* Problem requirements *
Could you write out the data that follows, exactly and in full?

### Exercise materials

//! Analysis report generator.
//!
//! Produces [`Report`] instances with a configurable share of defects that
//! condense together, so condensation and merge benchmarks see realistic
//! collapse ratios.

pub mod index;
pub mod results;

use rand::SeedableRng;
use rand::rngs::StdRng;
use rulebridge_core::{Report, RootInfo};

/// Configuration for the report generator.
#[derive(Debug, Clone)]
pub struct GeneratorConfig {
    /// Seed for the random number generator (deterministic).
    pub seed: u64,
    /// Number of inspected binaries in the `files` section.
    pub num_files: usize,
    /// Number of rules with results.
    pub num_rules: usize,
    /// Targets reported per rule.
    pub targets_per_rule: usize,
    /// Defects reported per target.
    pub defects_per_target: usize,
    /// Probability that a defect repeats the previous defect's location
    /// (0.0-1.0). Repeats collapse under condensation.
    pub duplicate_rate: f64,
    /// Probability that a defect has no parsable source location (0.0-1.0).
    pub unlocated_rate: f64,
}

/// Predefined size tiers for benchmarking.
#[derive(Debug, Clone, Copy, PartialEq, Eq)]
pub enum SizeTier {
    /// ~200 defects, ~50KB XML
    Small,
    /// ~3000 defects, ~800KB XML
    Medium,
    /// ~20000 defects, ~5MB XML
    Large,
    /// ~200000 defects, ~50MB XML
    Huge,
}

impl SizeTier {
    /// Returns the default `GeneratorConfig` for this size tier.
    pub fn config(self, seed: u64) -> GeneratorConfig {
        match self {
            SizeTier::Small => GeneratorConfig {
                seed,
                num_files: 2,
                num_rules: 10,
                targets_per_rule: 5,
                defects_per_target: 4,
                duplicate_rate: 0.4,
                unlocated_rate: 0.05,
            },
            SizeTier::Medium => GeneratorConfig {
                seed,
                num_files: 8,
                num_rules: 40,
                targets_per_rule: 15,
                defects_per_target: 5,
                duplicate_rate: 0.4,
                unlocated_rate: 0.05,
            },
            SizeTier::Large => GeneratorConfig {
                seed,
                num_files: 20,
                num_rules: 80,
                targets_per_rule: 50,
                defects_per_target: 5,
                duplicate_rate: 0.5,
                unlocated_rate: 0.05,
            },
            SizeTier::Huge => GeneratorConfig {
                seed,
                num_files: 60,
                num_rules: 200,
                targets_per_rule: 200,
                defects_per_target: 5,
                duplicate_rate: 0.5,
                unlocated_rate: 0.05,
            },
        }
    }
}

/// Generates a report from the given configuration.
///
/// All randomness is deterministic, seeded from `config.seed`.
pub fn generate_report(config: &GeneratorConfig) -> Report {
    let mut rng = StdRng::seed_from_u64(config.seed);
    Report {
        root: root_info(config.seed),
        files: index::files(config),
        rule_index: index::rule_index(config),
        rules: results::rules(config, &mut rng),
    }
}

/// Generates two reports over the same rule, target and file names, as two
/// consecutive runs against the same assemblies would produce.
pub fn generate_overlapping(config: &GeneratorConfig) -> (Report, Report) {
    let second = GeneratorConfig {
        seed: config.seed.wrapping_add(1),
        ..config.clone()
    };
    (generate_report(config), generate_report(&second))
}

fn root_info(seed: u64) -> RootInfo {
    RootInfo {
        attributes: vec![
            ("date".to_owned(), format!("2026-01-01 00:00:{:02}Z", seed % 60)),
            ("version".to_owned(), "2.10.0.0".to_owned()),
        ],
        ..RootInfo::default()
    }
}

######

* Result below *
//! Analysis report generator.
//!
//! Produces [`Report`] instances with a configurable share of defects that
//! condense together, so condensation and merge benchmarks see realistic
//! collapse ratios.

pub mod index;
pub mod results;

use rand::SeedableRng;
use rand::rngs::StdRng;
use rulebridge_core::{Report, RootInfo};

/// Configuration for the report generator.
#[derive(Debug, Clone)]
pub struct GeneratorConfig {
    /// Seed for the random number generator (deterministic).
    pub seed: u64,
    /// Number of inspected binaries in the `files` section.
    pub num_files: usize,
    /// Number of rules with results.
    pub num_rules: usize,
    /// Targets reported per rule.
    pub targets_per_rule: usize,
    /// Defects reported per target.
    pub defects_per_target: usize,
    /// Probability that a defect repeats the previous defect's location
    /// (0.0-1.0). Repeats collapse under condensation.
    pub duplicate_rate: f64,
    /// Probability that a defect has no parsable source location (0.0-1.0).
    pub unlocated_rate: f64,
}

/// Predefined size tiers for benchmarking.
#[derive(Debug, Clone, Copy, PartialEq, Eq)]
pub enum SizeTier {
    /// ~200 defects, ~50KB XML
    Small,
    /// ~3000 defects, ~800KB XML
    Medium,
    /// ~20000 defects, ~5MB XML
    Large,
    /// ~200000 defects, ~50MB XML
    Huge,
}

impl SizeTier {
    /// Returns the default `GeneratorConfig` for this size tier.
    pub fn config(self, seed: u64) -> GeneratorConfig {
        match self {
            SizeTier::Small => GeneratorConfig {
                seed,
                num_files: 2,
                num_rules: 10,
                targets_per_rule: 5,
                defects_per_target: 4,
                duplicate_rate: 0.4,
                unlocated_rate: 0.05,
            },
            SizeTier::Medium => GeneratorConfig {
                seed,
                num_files: 8,
                num_rules: 40,
                targets_per_rule: 15,
                defects_per_target: 5,
                duplicate_rate: 0.4,
                unlocated_rate: 0.05,
            },
            SizeTier::Large => GeneratorConfig {
                seed,
                num_files: 20,
                num_rules: 80,
                targets_per_rule: 50,
                defects_per_target: 5,
                duplicate_rate: 0.5,
                unlocated_rate: 0.05,
            },
            SizeTier::Huge => GeneratorConfig {
                seed,
                num_files: 60,
                num_rules: 200,
                targets_per_rule: 200,
                defects_per_target: 5,
                duplicate_rate: 0.5,
                unlocated_rate: 0.05,
            },
        }
    }
}

/// Generates a report from the given configuration.
///
/// All randomness is deterministic, seeded from `config.seed`.
pub fn generate_report(config: &GeneratorConfig) -> Report {
    let mut rng = StdRng::seed_from_u64(config.seed);
    Report {
        root: root_info(config.seed),
        files: index::files(config),
        rule_index: index::rule_index(config),
        rules: results::rules(config, &mut rng),
    }
}

/// Generates two reports over the same rule, target and file names, as two
/// consecutive runs against the same assemblies would produce.
pub fn generate_overlapping(config: &GeneratorConfig) -> (Report, Report) {
    let second = GeneratorConfig {
        seed: config.seed.wrapping_add(1),
        ..config.clone()
    };
    (generate_report(config), generate_report(&second))
}

fn root_info(seed: u64) -> RootInfo {
    RootInfo {
        attributes: vec![
            ("date".to_owned(), format!("2026-01-01 00:00:{:02}Z", seed % 60)),
            ("version".to_owned(), "2.10.0.0".to_owned()),
        ],
        ..RootInfo::default()
    }
}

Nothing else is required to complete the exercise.